:: Exercise goal ::
Only the count should appear in your answer: how many lines of the data below contain the word "Smith"?

:: Data records ::
//! Moog-style 4-pole ladder lowpass filter.
//!
//! A nonlinear approximation of the classic transistor ladder, in the
//! Stilson/Smith formulation: four chained one-pole stages with a global
//! resonance feedback tap from the last stage back to the input.
//!
//! ```text
//! f  = 1.16 * cutoff / sample_rate
//! fb = resonance * 4 * (1 - 0.15 * f²)
//!
//! in   = x - fb * stage4
//! in  *= 0.35013 * f⁴
//! out1 = in   + 0.3 * in1 + (1 - f) * out1;   in1 = in
//! out2 = out1 + 0.3 * in2 + (1 - f) * out2;   in2 = out1
//! out3 = out2 + 0.3 * in3 + (1 - f) * out3;   in3 = out2
//! out4 = out3 + 0.3 * in4 + (1 - f) * out4;   in4 = out3
//! ```
//!
//! Output is the fourth stage (24 dB/octave). At high resonance the loop
//! self-oscillates, which is the expected analog-style behavior, and the
//! `0.15 f²` term keeps the feedback gain tame near Nyquist.
//!
//! # Reference
//!
//! Stilson & Smith, "Analyzing the Moog VCF with Considerations for
//! Digital Implementation", CCRMA.

use crate::flush_denormal;

/// 4-stage nonlinear ladder lowpass.
///
/// Each stage keeps its previous input alongside its output, so the full
/// state is eight registers plus the derived `f`/`fb` coefficients.
#[derive(Debug, Clone)]
pub struct MoogLadder {
    sample_rate: f32,
    cutoff_hz: f32,
    resonance: f32,
    /// Normalized, pre-warped frequency coefficient
    f: f32,
    /// Resonance feedback gain
    fb: f32,
    /// Stage outputs out1..out4
    stages: [f32; 4],
    /// Stage input memories in1..in4
    inputs: [f32; 4],
}

impl MoogLadder {
    /// Create a new ladder filter.
    ///
    /// # Arguments
    ///
    /// * `sample_rate` - Sample rate in Hz
    pub fn new(sample_rate: f32) -> Self {
        let mut filter = Self {
            sample_rate,
            cutoff_hz: 1000.0,
            resonance: 0.0,
            f: 0.0,
            fb: 0.0,
            stages: [0.0; 4],
            inputs: [0.0; 4],
        };
        filter.recalculate();
        filter
    }

    /// Set the cutoff frequency in Hz.
    pub fn set_frequency(&mut self, freq_hz: f32) {
        self.cutoff_hz = freq_hz.max(0.0);
        self.recalculate();
    }

    /// Set resonance in [0.0, 1.0]. Values near 1.0 self-oscillate.
    pub fn set_resonance(&mut self, resonance: f32) {
        self.resonance = resonance.clamp(0.0, 1.0);
        self.recalculate();
    }

    /// Update sample rate and recalculate coefficients.
    pub fn set_sample_rate(&mut self, sample_rate: f32) {
        self.sample_rate = sample_rate;
        self.recalculate();
    }

    /// Process one sample. Output is the fourth ladder stage.
    #[inline]
    pub fn process(&mut self, input: f32) -> f32 {
        let scale = 0.35013 * self.f * self.f * self.f * self.f;
        let one_minus_f = 1.0 - self.f;

        let mut stage_in = (input - self.fb * self.stages[3]) * scale;
        for i in 0..4 {
            let out = stage_in + 0.3 * self.inputs[i] + one_minus_f * self.stages[i];
            self.inputs[i] = stage_in;
            self.stages[i] = flush_denormal(out);
            stage_in = out;
        }

        self.stages[3]
    }

    /// Reset all stage registers to zero.
    pub fn reset(&mut self) {
        self.stages = [0.0; 4];
        self.inputs = [0.0; 4];
    }

    fn recalculate(&mut self) {
        let fc = self.cutoff_hz / self.sample_rate;
        self.f = 1.16 * fc;
        self.fb = self.resonance * 4.0 * (1.0 - 0.15 * self.f * self.f);
    }
}
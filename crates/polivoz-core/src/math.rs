//! Mathematical utility functions for DSP.
//!
//! Allocation-free scalar helpers shared across the synthesis engine.
//! All functions are suitable for `no_std`.

use libm::{expf, logf, tanhf};

/// Convert decibels to linear gain.
///
/// # Example
/// ```rust
/// use polivoz_core::db_to_linear;
///
/// assert!((db_to_linear(0.0) - 1.0).abs() < 0.001);
/// assert!((db_to_linear(-6.02) - 0.5).abs() < 0.01);
/// ```
#[inline]
pub fn db_to_linear(db: f32) -> f32 {
    // 10^(dB/20) = e^(dB * ln(10)/20)
    const FACTOR: f32 = core::f32::consts::LN_10 / 20.0;
    expf(db * FACTOR)
}

/// Convert linear gain to decibels.
///
/// Input is floored at 1e-10 so silence maps to -200 dB instead of -inf.
#[inline]
pub fn linear_to_db(linear: f32) -> f32 {
    // 20 * log10(linear) = 20 * ln(linear) / ln(10)
    const FACTOR: f32 = 20.0 / core::f32::consts::LN_10;
    logf(linear.max(1e-10)) * FACTOR
}

/// Soft clip using hyperbolic tangent.
///
/// Smooth saturation that approaches ±1 asymptotically. Applied to the
/// final voice mix so stacked voices limit gracefully instead of wrapping.
#[inline]
pub fn soft_clip(x: f32) -> f32 {
    tanhf(x)
}

/// Linear interpolation between two values.
///
/// # Arguments
/// * `a` - Start value (at t=0)
/// * `b` - End value (at t=1)
/// * `t` - Interpolation factor (0.0 to 1.0)
#[inline]
pub fn lerp(a: f32, b: f32, t: f32) -> f32 {
    a + (b - a) * t
}

/// Flush subnormal (denormalized) floats to zero.
///
/// Subnormal floats (~1e-38 to 1e-45) cause severe CPU performance
/// degradation on most architectures. This function replaces values below
/// 1e-20 with zero, providing margin before the IEEE 754 subnormal range
/// begins. Use it on IIR filter state, which decays indefinitely toward
/// zero once input stops.
#[allow(clippy::inline_always)]
#[inline(always)]
pub fn flush_denormal(x: f32) -> f32 {
    if x.abs() < 1e-20 { 0.0 } else { x }
}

:: Exercise output ::
2